[[ Supplied material open ]]
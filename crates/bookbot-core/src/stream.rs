//! Line-by-line reading of text files.
//!
//! [`LineStream`] reads one line at a time so large books never need to be
//! held in memory whole. Bytes that are not valid UTF-8 are dropped rather
//! than failing the file, and each line is normalized before it is yielded.

use std::fs::File;
use std::io::{BufRead, BufReader};

use camino::{Utf8Path, Utf8PathBuf};

use crate::error::{AnalysisError, AnalysisResult};
use crate::normalize::Normalization;

/// A lazy, single-pass sequence of normalized lines from one file.
///
/// Line terminators are kept, with `\r\n` and a bare `\r` both folded to
/// `\n`. To read the file again, open a new stream.
#[derive(Debug)]
pub struct LineStream {
    path: Utf8PathBuf,
    reader: BufReader<File>,
    normalization: Normalization,
    buf: Vec<u8>,
    skip_lf: bool,
}

impl LineStream {
    /// Open `path` for streaming.
    ///
    /// # Errors
    ///
    /// Returns [`AnalysisError::Io`] when the file cannot be opened (missing,
    /// permission denied) or is a directory.
    pub fn open(path: &Utf8Path, normalization: Normalization) -> AnalysisResult<Self> {
        let file = File::open(path.as_std_path()).map_err(|e| AnalysisError::io(path, e))?;
        let metadata = file.metadata().map_err(|e| AnalysisError::io(path, e))?;
        if metadata.is_dir() {
            return Err(AnalysisError::io(
                path,
                std::io::Error::new(std::io::ErrorKind::IsADirectory, "is a directory"),
            ));
        }

        Ok(Self {
            path: path.to_path_buf(),
            reader: BufReader::new(file),
            normalization,
            buf: Vec::with_capacity(256),
            skip_lf: false,
        })
    }

    /// Read one line into `buf`, ending it with `\n` whatever the terminator.
    /// Returns 0 at end of file.
    fn read_line(&mut self) -> std::io::Result<usize> {
        let mut read = 0;
        loop {
            let available = self.reader.fill_buf()?;
            if available.is_empty() {
                return Ok(read);
            }
            if self.skip_lf {
                self.skip_lf = false;
                if available[0] == b'\n' {
                    self.reader.consume(1);
                    continue;
                }
            }
            match available.iter().position(|&b| b == b'\n' || b == b'\r') {
                Some(i) => {
                    self.skip_lf = available[i] == b'\r';
                    self.buf.extend_from_slice(&available[..i]);
                    self.buf.push(b'\n');
                    self.reader.consume(i + 1);
                    return Ok(read + i + 1);
                }
                None => {
                    let len = available.len();
                    self.buf.extend_from_slice(available);
                    self.reader.consume(len);
                    read += len;
                }
            }
        }
    }
}

impl Iterator for LineStream {
    type Item = AnalysisResult<String>;

    fn next(&mut self) -> Option<Self::Item> {
        self.buf.clear();
        match self.read_line() {
            Ok(0) => None,
            Ok(_) => {
                let line = decode_lossy(&self.buf);
                Some(Ok(self.normalization.apply(&line).into_owned()))
            }
            Err(e) => Some(Err(AnalysisError::io(self.path.clone(), e))),
        }
    }
}

/// Open a file as a stream of normalized lines. See [`LineStream`].
///
/// # Errors
///
/// Returns [`AnalysisError::Io`] when the file cannot be opened.
pub fn stream_lines(path: &Utf8Path, normalization: Normalization) -> AnalysisResult<LineStream> {
    LineStream::open(path, normalization)
}

/// Decode UTF-8, skipping invalid byte sequences instead of replacing them.
pub(crate) fn decode_lossy(bytes: &[u8]) -> String {
    let mut out = String::with_capacity(bytes.len());
    for chunk in bytes.utf8_chunks() {
        out.push_str(chunk.valid());
    }
    out
}

#[cfg(test)]
mod tests {
    use super::*;
    use crate::normalize::NormalizationForm;
    use std::fs;
    use tempfile::TempDir;

    fn utf8_path(dir: &TempDir, name: &str) -> Utf8PathBuf {
        Utf8PathBuf::try_from(dir.path().join(name)).unwrap()
    }

    #[test]
    fn yields_one_chunk_per_line() {
        let tmp = TempDir::new().unwrap();
        let path = utf8_path(&tmp, "book.txt");
        fs::write(&path, "first\nsecond\nthird").unwrap();

        let lines: Vec<String> = stream_lines(&path, Normalization::default())
            .unwrap()
            .collect::<AnalysisResult<_>>()
            .unwrap();
        assert_eq!(lines, vec!["first\n", "second\n", "third"]);
    }

    #[test]
    fn normalizes_each_line() {
        let tmp = TempDir::new().unwrap();
        let path = utf8_path(&tmp, "u.txt");
        fs::write(&path, "Café\nüber").unwrap();

        let normalization = Normalization::new(NormalizationForm::Nfkd, true);
        let lines: Vec<String> = stream_lines(&path, normalization)
            .unwrap()
            .map(Result::unwrap)
            .collect();
        assert_eq!(lines[0].trim(), "Cafe");
        assert_eq!(lines[1].trim(), "uber");
    }

    #[test]
    fn invalid_utf8_is_dropped() {
        let tmp = TempDir::new().unwrap();
        let path = utf8_path(&tmp, "bad.txt");
        fs::write(&path, b"ab\xff\xfecd\n").unwrap();

        let lines: Vec<String> = stream_lines(&path, Normalization::default())
            .unwrap()
            .map(Result::unwrap)
            .collect();
        assert_eq!(lines, vec!["abcd\n"]);
    }

    #[test]
    fn crlf_is_folded() {
        let tmp = TempDir::new().unwrap();
        let path = utf8_path(&tmp, "dos.txt");
        fs::write(&path, "one\r\ntwo\r\n").unwrap();

        let lines: Vec<String> = stream_lines(&path, Normalization::default())
            .unwrap()
            .map(Result::unwrap)
            .collect();
        assert_eq!(lines, vec!["one\n", "two\n"]);
    }

    #[test]
    fn bare_cr_ends_a_line() {
        let tmp = TempDir::new().unwrap();
        let path = utf8_path(&tmp, "mac.txt");
        fs::write(&path, "one\rtwo\r\rthree\r\nfour").unwrap();

        let lines: Vec<String> = stream_lines(&path, Normalization::default())
            .unwrap()
            .map(Result::unwrap)
            .collect();
        assert_eq!(lines, vec!["one\n", "two\n", "\n", "three\n", "four"]);
    }

    #[test]
    fn cr_split_across_reads_is_one_terminator() {
        let tmp = TempDir::new().unwrap();
        let path = utf8_path(&tmp, "split.txt");
        let mut contents = "a".repeat(8191);
        contents.push_str("\r\nb\n");
        fs::write(&path, &contents).unwrap();

        let lines: Vec<String> = stream_lines(&path, Normalization::default())
            .unwrap()
            .map(Result::unwrap)
            .collect();
        assert_eq!(lines.len(), 2);
        assert!(lines[0].ends_with("a\n"));
        assert_eq!(lines[1], "b\n");
    }

    #[test]
    fn missing_file_errors_with_path() {
        let tmp = TempDir::new().unwrap();
        let path = utf8_path(&tmp, "nope.txt");
        let err = stream_lines(&path, Normalization::default()).unwrap_err();
        assert!(err.to_string().contains("nope.txt"));
        assert!(matches!(err, AnalysisError::Io { .. }));
    }

    #[test]
    fn directory_errors() {
        let tmp = TempDir::new().unwrap();
        let path = Utf8PathBuf::try_from(tmp.path().to_path_buf()).unwrap();
        assert!(stream_lines(&path, Normalization::default()).is_err());
    }

    #[test]
    fn decode_lossy_keeps_valid_text() {
        assert_eq!(decode_lossy("naïve".as_bytes()), "naïve");
    }
}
[[ Supplied material closed ]]
— Problem requirements —
Copy all lines from the listing that contain "Returns".

— Result of this exercise —
    /// Returns [`AnalysisError::Io`] when the file cannot be opened (missing,
    /// Returns 0 at end of file.
/// Returns [`AnalysisError::Io`] when the file cannot be opened.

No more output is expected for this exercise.